I’m not sure if any two people find the same things romantic, but there are still movies and moments I think are absolutely undeniable. After a cozy night in or a decadent night out, here are a few romantic-as-all-hell movies that will play as the perfect nightcap to your special day.
Phantom Thread (2017)
Just the greatest movie ever made about finding the person that matches your freak set across the backdrop of a 1950s fashion house in London. Be ready to swoon.
Casablanca (1942)
When you’re still hung up on your ex so badly that you help her and her husband escape Germany in World War II. I can barely return a text, so I know this must be true love.
Portrait of a Lady on Fire (2019)
Beautifully acted, achingly romantic, gloriously queer, this underseen period piece is one of the finest examples of the “female gaze” put to film.
In The Mood For Love (2000)
Maybe one of the three or four greatest movies ever made, Wong Kar-wai’s masterpiece will not only take your breath away, but break your heart into big, sensual pieces.
Only Lovers Left Alive (2013)
To be a vampire and live for hundreds of years, yet still never fall out of love with your person… how romantic is that? Tom Hiddleston and Tilda Swinton are ethereal and otherworldly.
Her (2013)
For those who slowly come to realize that their partner has evolved past them and is now completely unrecognizable from the person they fell in love with. It should be depressing, but it is somehow hopeful and profoundly, hopelessly romantic.
The Age of Innocence (1993)
Never have wistful glances and barely brushed hands been so erotically charged and so layered with longing. Only Martin Scorsese could direct something this quietly elegant.
Once (2007)
Taps into the part of our lizard brains that has always known how connected music is to sense memory and how hard it can be to hear the song that reminds us of the one that once was everything.
Mississippi Masala (1991)
Denzel Washington and Sarita Choudhury are searingly sexy as star-crossed lovers facing disapproving parents, clashing cultures, systemic racism, and a love that transcends all. So underrated and moving.
The Princess Bride (1987)
As you wish, indeed.
Past Lives (2023)
This is the most profound look at the path not taken ever made. Filmmaker Celine Song captures the unspoken truth of longing in such a way that makes this a poem of the human soul in ways too hard to quantify.
Eternal Sunshine of the Spotless Mind (2004)

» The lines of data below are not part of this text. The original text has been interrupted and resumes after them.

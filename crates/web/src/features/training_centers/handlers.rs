use axum::{
    Json,
    extract::State,
    http::StatusCode,
    response::{IntoResponse, Response},
};
use storage::{
    Database,
    dto::{
        common::{PaginatedResponse, PaginationParams},
        training_center::{CreateTrainingCenterRequest, TrainingCenterResponse},
    },
    error::StorageError,
};
use uuid::Uuid;
use validator::Validate;

use crate::error::WebError;
use crate::extract::{AppJson, AppPath, AppQuery};

use super::services;

#[utoipa::path(
    post,
    path = "/centros_treinamento/",
    request_body = CreateTrainingCenterRequest,
    responses(
        (status = 201, description = "Training center created successfully", body = TrainingCenterResponse),
        (status = 400, description = "Validation error"),
        (status = 409, description = "Training center already exists")
    ),
    tag = "training_centers"
)]
pub async fn create_training_center(
    State(db): State<Database>,
    AppJson(req): AppJson<CreateTrainingCenterRequest>,
) -> Result<Response, WebError> {
    req.validate()?;

    let center = services::create_training_center(db.pool(), req).await?;

    Ok((StatusCode::CREATED, Json(TrainingCenterResponse::from(center))).into_response())
}

#[utoipa::path(
    get,
    path = "/centros_treinamento/",
    params(PaginationParams),
    responses(
        (status = 200, description = "Page of training centers, possibly empty", body = PaginatedResponse<TrainingCenterResponse>),
        (status = 400, description = "Invalid pagination parameters")
    ),
    tag = "training_centers"
)]
pub async fn list_training_centers(
    State(db): State<Database>,
    AppQuery(page): AppQuery<PaginationParams>,
) -> Result<Response, WebError> {
    page.validate().map_err(WebError::BadRequest)?;

    let (centers, total) = services::list_training_centers(db.pool(), page).await?;

    let response =
        PaginatedResponse::new(centers, total, page).map(TrainingCenterResponse::from);

    Ok(Json(response).into_response())
}

#[utoipa::path(
    get,
    path = "/centros_treinamento/{id}",
    params(
        ("id" = Uuid, Path, description = "Training center id")
    ),
    responses(
        (status = 200, description = "Training center found", body = TrainingCenterResponse),
        (status = 404, description = "Training center not found")
    ),
    tag = "training_centers"
)]
pub async fn get_training_center(
    State(db): State<Database>,
    AppPath(id): AppPath<Uuid>,
) -> Result<Response, WebError> {
    let center = services::get_training_center(db.pool(), id)
        .await
        .map_err(|e| match e {
            StorageError::NotFound => WebError::NotFound(format!(
                "Centro de treinamento não encontrado no ID: {}",
                id
            )),
            other => WebError::from(other),
        })?;

    Ok(Json(TrainingCenterResponse::from(center)).into_response())
}
use sqlx::PgPool;
use storage::{
    dto::{
        athlete::{AthleteColumns, AthleteQuery, CreateAthleteRequest, UpdateAthleteRequest},
        common::PaginationParams,
    },
    error::{Result, StorageError},
    models::{AthleteProjection, AthleteRecord},
    repository::{
        athlete::AthleteRepository, category::CategoryRepository,
        training_center::TrainingCenterRepository,
    },
};
use uuid::Uuid;

/// Create an athlete after resolving its category and training center by name
pub async fn create_athlete(
    pool: &PgPool,
    request: &CreateAthleteRequest,
) -> Result<AthleteRecord> {
    let category = CategoryRepository::new(pool)
        .find_by_name(&request.categoria.nome)
        .await?
        .ok_or_else(|| {
            StorageError::InvalidReference(format!(
                "A categoria {} não foi encontrada",
                request.categoria.nome
            ))
        })?;

    let center = TrainingCenterRepository::new(pool)
        .find_by_name(&request.centro_treinamento.nome)
        .await?
        .ok_or_else(|| {
            StorageError::InvalidReference(format!(
                "O centro de treinamento {} não foi encontrado",
                request.centro_treinamento.nome
            ))
        })?;

    let athlete = AthleteRepository::new(pool)
        .create(&request.to_athlete(category.id, center.id))
        .await?;

    tracing::info!(athlete_id = %athlete.id, "Athlete created");

    Ok(AthleteRecord::from_parts(athlete, category.nome, center.nome))
}

/// List one page of full athlete records
pub async fn list_athletes(
    pool: &PgPool,
    page: PaginationParams,
) -> Result<(Vec<AthleteRecord>, i64)> {
    let repo = AthleteRepository::new(pool);
    repo.list(page).await
}

/// List one page of the narrow athlete listing
pub async fn list_athlete_columns(
    pool: &PgPool,
    columns: AthleteColumns,
    page: PaginationParams,
) -> Result<(Vec<AthleteProjection>, i64)> {
    let repo = AthleteRepository::new(pool);
    repo.list_projection(columns, page).await
}

/// Find athletes by id, name and/or CPF
pub async fn query_athletes(pool: &PgPool, filter: &AthleteQuery) -> Result<Vec<AthleteRecord>> {
    let repo = AthleteRepository::new(pool);
    repo.search(filter).await
}

/// Apply a partial update and return the refreshed athlete
pub async fn update_athlete(
    pool: &PgPool,
    id: Uuid,
    request: &UpdateAthleteRequest,
) -> Result<AthleteRecord> {
    let repo = AthleteRepository::new(pool);

    repo.update(id, request).await?;
    repo.find_record_by_id(id).await
}

/// Delete an athlete
pub async fn delete_athlete(pool: &PgPool, id: Uuid) -> Result<()> {
    let repo = AthleteRepository::new(pool);
    let athlete = repo.find_by_id(id).await?;
    repo.delete(athlete.id).await?;

    tracing::info!(athlete_id = %id, "Athlete deleted");
    Ok(())
}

That feeling when you love someone so much that science can’t even get them out of your head. When you fight for someone so hard that it happens even in your dreams.
Moonlight (2016)
Painful, honest and searingly compassionate, Moonlight unpacks black masculinity and identity in ways that will engender empathy for generations to come.

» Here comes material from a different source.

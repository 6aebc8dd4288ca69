pub mod athlete;
pub mod category;
pub mod common;
pub mod training_center;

The Before Trilogy (1995, 2004, 2013)
Watching Ethan Hawke and Julie Delpy fall in (and out) (and in) love in real time across 20 actual years is the greatest experience I’ve ever had with the cinematic love story. It might be yours, too.
Moulin Rouge! (2001)
The only movie in history that could pull off the line “The greatest thing you’ll ever learn is just to love and be loved in return” and have it work, completely. Romance and love as the greatest, most powerful verbs in existence.
Runners-Up: Say Anything (1989), The Bodyguard (1992), Love & Basketball (2000), Love Jones (1997), La La Land (2016), Four Weddings and a Funeral (1994), The Remains of the Day (1993), Moonstruck (1987), The Umbrellas of Cherbourg (1964), Brokeback Mountain (2005).